__Problem__
Every line containing the word "handles" must be pulled from the records.

───── Data for this task ─────

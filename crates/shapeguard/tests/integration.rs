//! Integration tests for shapeguard
//!
//! Exercises whole schemas through the public API:
//! - Defaults, presence and membership
//! - Array and object traversal with error paths
//! - Transform-then-check pipelines
//! - Sharing one schema across threads

use serde_json::json;
use shapeguard::prelude::*;
use shapeguard::{Rule, Step, ValidateOptions};
use std::sync::Arc;
use tracing_subscriber::EnvFilter;

/// Install a test subscriber once; `RUST_LOG=shapeguard=trace` shows rule failures
fn init_tracing() {
    let _ = tracing_subscriber::fmt()
        .with_env_filter(EnvFilter::from_default_env())
        .with_test_writer()
        .try_init();
}

/// Helper to build a value from JSON
fn v(json: serde_json::Value) -> Value {
    json.into()
}

/// Helper to create a signup form schema
fn signup_schema() -> impl Schema {
    object()
        .field("email", string().trim().lowercase().email().required())
        .field("password", string().min(8).required())
        .field("age", number().integer().min(13))
        .field("newsletter", boolean().truthy(["yes"]).falsy(["no"]).default(false))
        .field("roles", array().items(string().valid(["admin", "member"])).max(3))
}

#[test]
fn test_default_satisfies_later_required() {
    init_tracing();

    for schema in [
        Box::new(any().default("x").required()) as Box<dyn Schema>,
        Box::new(string().default("x").required()),
        Box::new(number().default(1).required()),
        Box::new(boolean().default(true).required()),
        Box::new(array().default(vec![1]).required()),
    ] {
        let result = schema.validate(Value::Null);
        assert!(result.is_valid(), "{:?}", result.errors);
        assert!(!result.value.is_null());
    }
}

#[test]
fn test_valid_accepts_exactly_members() {
    let schema = any().valid([v(json!("a")), v(json!({"k": [1]}))]);

    assert!(schema.validate(v(json!("a"))).is_valid());
    assert!(schema.validate(v(json!({"k": [1]}))).is_valid());
    assert!(schema.validate(Value::Null).is_valid());
    assert!(!schema.validate(v(json!("b"))).is_valid());
    assert!(!schema.validate(v(json!({"k": [1, 2]}))).is_valid());
}

#[test]
fn test_invalid_rejects_exactly_members() {
    let schema = any().invalid(["x", "y"]);

    assert!(!schema.validate("x".into()).is_valid());
    assert!(!schema.validate("y".into()).is_valid());
    assert!(schema.validate("z".into()).is_valid());
    assert!(schema.validate(Value::Null).is_valid());
}

#[test]
fn test_array_reports_only_failing_item() {
    let schema = array().min(2).items(string().min(1));
    let result = schema.validate_with(v(json!(["ok", ""])), &ValidateOptions::new().with_path("field"));

    assert_eq!(result.errors.len(), 1);
    assert_eq!(result.errors[0].path, "field[1]");
    assert_eq!(result.value, v(json!(["ok", ""])));
}

#[test]
fn test_object_rejects_unknown_keys() {
    let schema = object().field("a", any());
    let result = schema.validate_at(v(json!({"a": 1, "x": 2})), "field");

    assert_eq!(result.errors.len(), 1);
    assert_eq!(result.errors[0].path, "field.x");
    assert!(result.errors[0].message.contains("unknown key"));
    assert_eq!(result.value, v(json!({"a": 1})));
}

#[test]
fn test_object_passes_unknown_keys_through() {
    let schema = object().field("a", any()).unknown(true);
    let result = schema.validate_at(v(json!({"a": 1, "x": 2})), "field");

    assert!(result.is_valid());
    assert_eq!(result.value, v(json!({"a": 1, "x": 2})));
}

#[test]
fn test_trim_then_min_reports_on_trimmed_value() {
    let result = string()
        .trim()
        .min(3)
        .message("{{#label}} got '{{#value}}', length must be at least {{#limit}}")
        .validate("  ab  ".into());

    assert_eq!(result.value, Value::from("ab"));
    assert_eq!(result.errors.len(), 1);
    assert_eq!(result.errors[0].message, "value got 'ab', length must be at least 3");
}

#[test]
fn test_integer_scenarios() {
    let result = number().integer().validate(Value::Float(10.5));
    assert_eq!(result.errors.len(), 1);
    assert!(result.errors[0].message.contains("must be an integer"));
    assert_eq!(result.value, Value::Float(10.5));

    let result = number().integer().validate(Value::Float(10.0));
    assert!(result.is_valid());
    assert!(matches!(result.value, Value::Int(10)));
}

#[test]
fn test_revalidating_output_is_stable() {
    init_tracing();

    let schema = signup_schema();
    let input = v(json!({
        "email": "  Dev@Example.com ",
        "password": "hunter22",
        "age": 30.0,
        "newsletter": "yes",
        "roles": ["admin"]
    }));

    let first = schema.validate(input);
    let second = schema.validate(first.value.clone());

    assert!(second.is_valid(), "{:?}", second.errors);
    assert_eq!(second.value, first.value);
    assert_eq!(second.value.get("email"), Some(&Value::from("dev@example.com")));
    assert!(matches!(second.value.get("age"), Some(Value::Int(30))));
    assert_eq!(second.value.get("newsletter"), Some(&Value::Bool(true)));
}

#[test]
fn test_signup_collects_every_error() {
    init_tracing();

    let result = signup_schema().validate_at(
        v(json!({
            "email": "not-an-email",
            "age": 12.5,
            "roles": ["admin", "root", "guest", "member"],
            "referrer": "ad"
        })),
        "body",
    );

    let found: Vec<(&str, &str)> = result
        .errors
        .iter()
        .map(|e| (e.path.as_str(), e.code.as_str()))
        .collect();

    assert_eq!(
        found,
        vec![
            ("body.email", "string.email"),
            ("body.password", "any.required"),
            ("body.age", "number.integer"),
            ("body.age", "number.min"),
            ("body.roles", "array.max"),
            ("body.roles[1]", "any.valid"),
            ("body.roles[2]", "any.valid"),
            ("body.referrer", "object.unknown"),
        ]
    );
    assert_eq!(
        result.errors[5].message,
        "body.roles[1] must be one of [admin, member]"
    );

    let err = result.into_result().unwrap_err();
    assert_eq!(err.len(), 8);
    assert!(err.to_string().starts_with("validation error at \"body.email\""));
}

#[test]
fn test_missing_optional_fields_stay_missing() {
    let result = signup_schema().validate(v(json!({
        "email": "a@b.co",
        "password": "longenough"
    })));

    assert!(result.is_valid(), "{:?}", result.errors);
    assert_eq!(result.value, v(json!({"email": "a@b.co", "password": "longenough"})));
}

#[test]
fn test_date_in_object() {
    let schema = object().field("at", date().required());
    let result = schema.validate(v(json!({"at": 0})));

    assert!(result.is_valid());
    assert_eq!(result.value.get("at").map(ToString::to_string), Some("1970-01-01T00:00:00Z".to_string()));
}

#[test]
fn test_custom_rule_extension() {
    let slug = Rule::from_fn("string.slug", |_, value| match value.as_str() {
        Some(s) => Step::replace(s.trim().to_lowercase().replace(' ', "-")),
        None => Step::pass(),
    });

    let schema = string().rule(slug).max(10).message("{{#label}} slug too long");
    let result = schema.validate_at("Hello Big World".into(), "title");

    assert_eq!(result.value, Value::from("hello-big-world"));
    assert_eq!(result.errors[0].message, "title slug too long");
}

#[test]
fn test_custom_predicate_sees_path() {
    let schema = object().field(
        "items",
        array().items(number().custom(|path, value| match value.as_f64() {
            Some(n) if n > 100.0 => Err(format!("{} exceeds budget", path)),
            _ => Ok(()),
        })),
    );

    let result = schema.validate(v(json!({"items": [5, 500]})));
    assert_eq!(result.errors.len(), 1);
    assert_eq!(
        result.errors[0].message,
        "items[1] failed custom validation because items[1] exceeds budget"
    );
}

#[test]
fn test_shared_child_schema() {
    let address: SchemaRef = Arc::new(
        object()
            .field("city", string().required())
            .field("zip", string().length(5)),
    );

    let schema = object()
        .field("home", address.clone())
        .field("work", address);

    let result = schema.validate(v(json!({
        "home": {"city": "Paris", "zip": "75001"},
        "work": {"zip": "123"}
    })));

    let paths: Vec<_> = result.errors.iter().map(|e| e.path.as_str()).collect();
    assert_eq!(paths, vec!["work.city", "work.zip"]);
}

#[test]
fn test_concurrent_validation_with_distinct_paths() {
    let schema = object()
        .field("id", number().integer().positive().required())
        .field("name", string().trim().min(1));

    std::thread::scope(|scope| {
        let handles: Vec<_> = (0..8)
            .map(|i| {
                let schema = &schema;
                scope.spawn(move || {
                    let path = format!("batch[{}]", i);
                    let input = v(json!({"id": -i, "name": "  "}));
                    (path.clone(), schema.validate_at(input, &path))
                })
            })
            .collect();

        for handle in handles {
            let (path, result) = handle.join().unwrap();
            assert!(result.errors.iter().all(|e| e.path.starts_with(&path)));
            assert!(result
                .errors
                .iter()
                .any(|e| e.path == format!("{}.name", path)));
        }
    });
}

#[test]
fn test_options_from_yaml() {
    let options: ValidateOptions = serde_yaml::from_str("path: \"pod.containers[0]\"\n").unwrap();
    let result = object()
        .field("image", string().required())
        .validate_with(v(json!({})), &options);

    assert_eq!(result.errors[0].path, "pod.containers[0].image");
    assert_eq!(result.errors[0].message, "pod.containers[0].image is required");
}

#[test]
fn test_errors_serialize() {
    let result = string().min(5).validate_at("abc".into(), "name");
    let json = serde_json::to_value(&result.errors).unwrap();

    assert_eq!(
        json,
        json!([{
            "code": "string.min",
            "path": "name",
            "message": "name length must be at least 5 characters long"
        }])
    );
}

─────

__Reply to the task__
        let handles: Vec<_> = (0..8)
        for handle in handles {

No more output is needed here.